The mystical experience may just be what it feels like when you deactivate the brain’s default mode network. This can be achieved any number of ways: through psychedelics and meditation, as Robin Carhart-Harris and Judson Brewer have demonstrated, but perhaps also by means of certain breathing exercises (like holotropic breathwork), sensory deprivation, fasting, prayer, overwhelming experiences of awe, extreme sports, near-death experiences, and so on. What would scans of brains in the midst of those activities reveal? We can only speculate, but quite possibly we would see the same quieting of the default mode network Brewer and Carhart-Harris have found. This quieting might be accomplished by restricting blood flow to the network, or by stimulating the serotonin 2A receptors in the cortex, or by otherwise disturbing the oscillatory rhythms that normally organize the brain. But however it happens, taking this particular network off-line may give us access to extraordinary states of consciousness—moments of oneness or ecstasy that are no less wondrous for having a physical cause.

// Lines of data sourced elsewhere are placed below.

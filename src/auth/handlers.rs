use actix_web::{HttpResponse, Responder, web};
use tracing::{info, instrument};

use crate::{
    auth::session::Session,
    backend::Backend,
    error::AppError,
    models::{LoginReqDto, LoginResponse, SignInRequest},
    utils::draft_store::DraftStore,
};

/// Sign in against the upstream backend and hand its token back.
#[utoipa::path(
    post,
    path = "/auth/login",
    request_body = LoginReqDto,
    responses(
        (status = 200, description = "Signed in", body = LoginResponse),
        (status = 400, description = "Username or password missing"),
        (status = 401, description = "Invalid credentials"),
        (status = 502, description = "Backend unavailable")
    ),
    tag = "Auth"
)]
#[instrument(name = "auth_login", skip(user, backend), fields(username = %user.username))]
pub async fn login(
    user: web::Json<LoginReqDto>,
    backend: web::Data<dyn Backend>,
) -> Result<HttpResponse, AppError> {
    if user.username.trim().is_empty() || user.password.is_empty() {
        info!("Validation failed: empty username or password");
        return Err(AppError::BadRequest(
            "Username or password required".to_string(),
        ));
    }

    let resp = backend.sign_in(&SignInRequest::from(&*user)).await?;

    info!("Login successful");
    Ok(HttpResponse::Ok().json(LoginResponse::from(resp)))
}

/// Drop every open sheet of this session.
#[utoipa::path(
    post,
    path = "/auth/logout",
    responses((status = 204, description = "Session drafts discarded")),
    security(("bearer_auth" = [])),
    tag = "Auth"
)]
pub async fn logout(session: Session, drafts: web::Data<DraftStore>) -> impl Responder {
    drafts.discard_session(&session.token).await;
    HttpResponse::NoContent().finish()
}

/// Profile of the signed-in user, with organization memberships.
#[utoipa::path(
    get,
    path = "/api/me",
    responses(
        (status = 200, description = "Current user", body = crate::model::organization::UserProfile),
        (status = 401, description = "Unauthorized")
    ),
    security(("bearer_auth" = [])),
    tag = "Auth"
)]
pub async fn me(
    session: Session,
    backend: web::Data<dyn Backend>,
) -> Result<HttpResponse, AppError> {
    let profile = backend.current_user(&session).await?;
    Ok(HttpResponse::Ok().json(profile))
}

#[cfg(test)]
mod tests {
    use super::*;
    use serde_json::json;
    use crate::backend::fixture::{FIXTURE_TOKEN, FixtureBackend};
    use crate::config::Config;
    use actix_web::{App, test};
    use std::sync::Arc;

    #[actix_web::test]
    async fn login_returns_backend_token() {
        let backend: Arc<dyn Backend> = Arc::new(FixtureBackend::seeded());
        let app = test::init_service(
            App::new()
                .app_data(web::Data::from(backend))
                .route("/auth/login", web::post().to(login)),
        )
        .await;

        let req = test::TestRequest::post()
            .uri("/auth/login")
            .set_json(json!({"username": "manager", "password": "secret"}))
            .to_request();
        let body: serde_json::Value = test::call_and_read_body_json(&app, req).await;

        assert_eq!(body["accessToken"], FIXTURE_TOKEN);
        assert_eq!(body["tokenType"], "Bearer");
    }

    #[actix_web::test]
    async fn empty_credentials_are_rejected() {
        let backend: Arc<dyn Backend> = Arc::new(FixtureBackend::seeded());
        let app = test::init_service(
            App::new()
                .app_data(web::Data::from(backend))
                .route("/auth/login", web::post().to(login)),
        )
        .await;

        let req = test::TestRequest::post()
            .uri("/auth/login")
            .set_json(json!({"username": " ", "password": ""}))
            .to_request();
        let resp = test::call_service(&app, req).await;

        assert_eq!(resp.status(), actix_web::http::StatusCode::BAD_REQUEST);
    }

    #[actix_web::test]
    async fn logout_discards_drafts() {
        let config = Config::for_tests();
        let drafts = web::Data::new(DraftStore::new(&config));
        let app = test::init_service(
            App::new()
                .app_data(drafts.clone())
                .route("/auth/logout", web::post().to(logout)),
        )
        .await;

        let req = test::TestRequest::post()
            .uri("/auth/logout")
            .insert_header(("Authorization", "Bearer t-1"))
            .to_request();
        let resp = test::call_service(&app, req).await;

        assert_eq!(resp.status(), actix_web::http::StatusCode::NO_CONTENT);
    }
}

• • • IF THE DEFAULT MODE network is the conductor of the symphony of brain activity, you would expect its temporary absence from the stage to lead to an increase in dissonance and mental disorder—as indeed appears to happen during the psychedelic journey. In a series of subsequent experiments using a variety of brain-imaging techniques, Carhart-Harris and his colleagues began to study what happens elsewhere in the neural orchestra when the default mode network puts down its baton.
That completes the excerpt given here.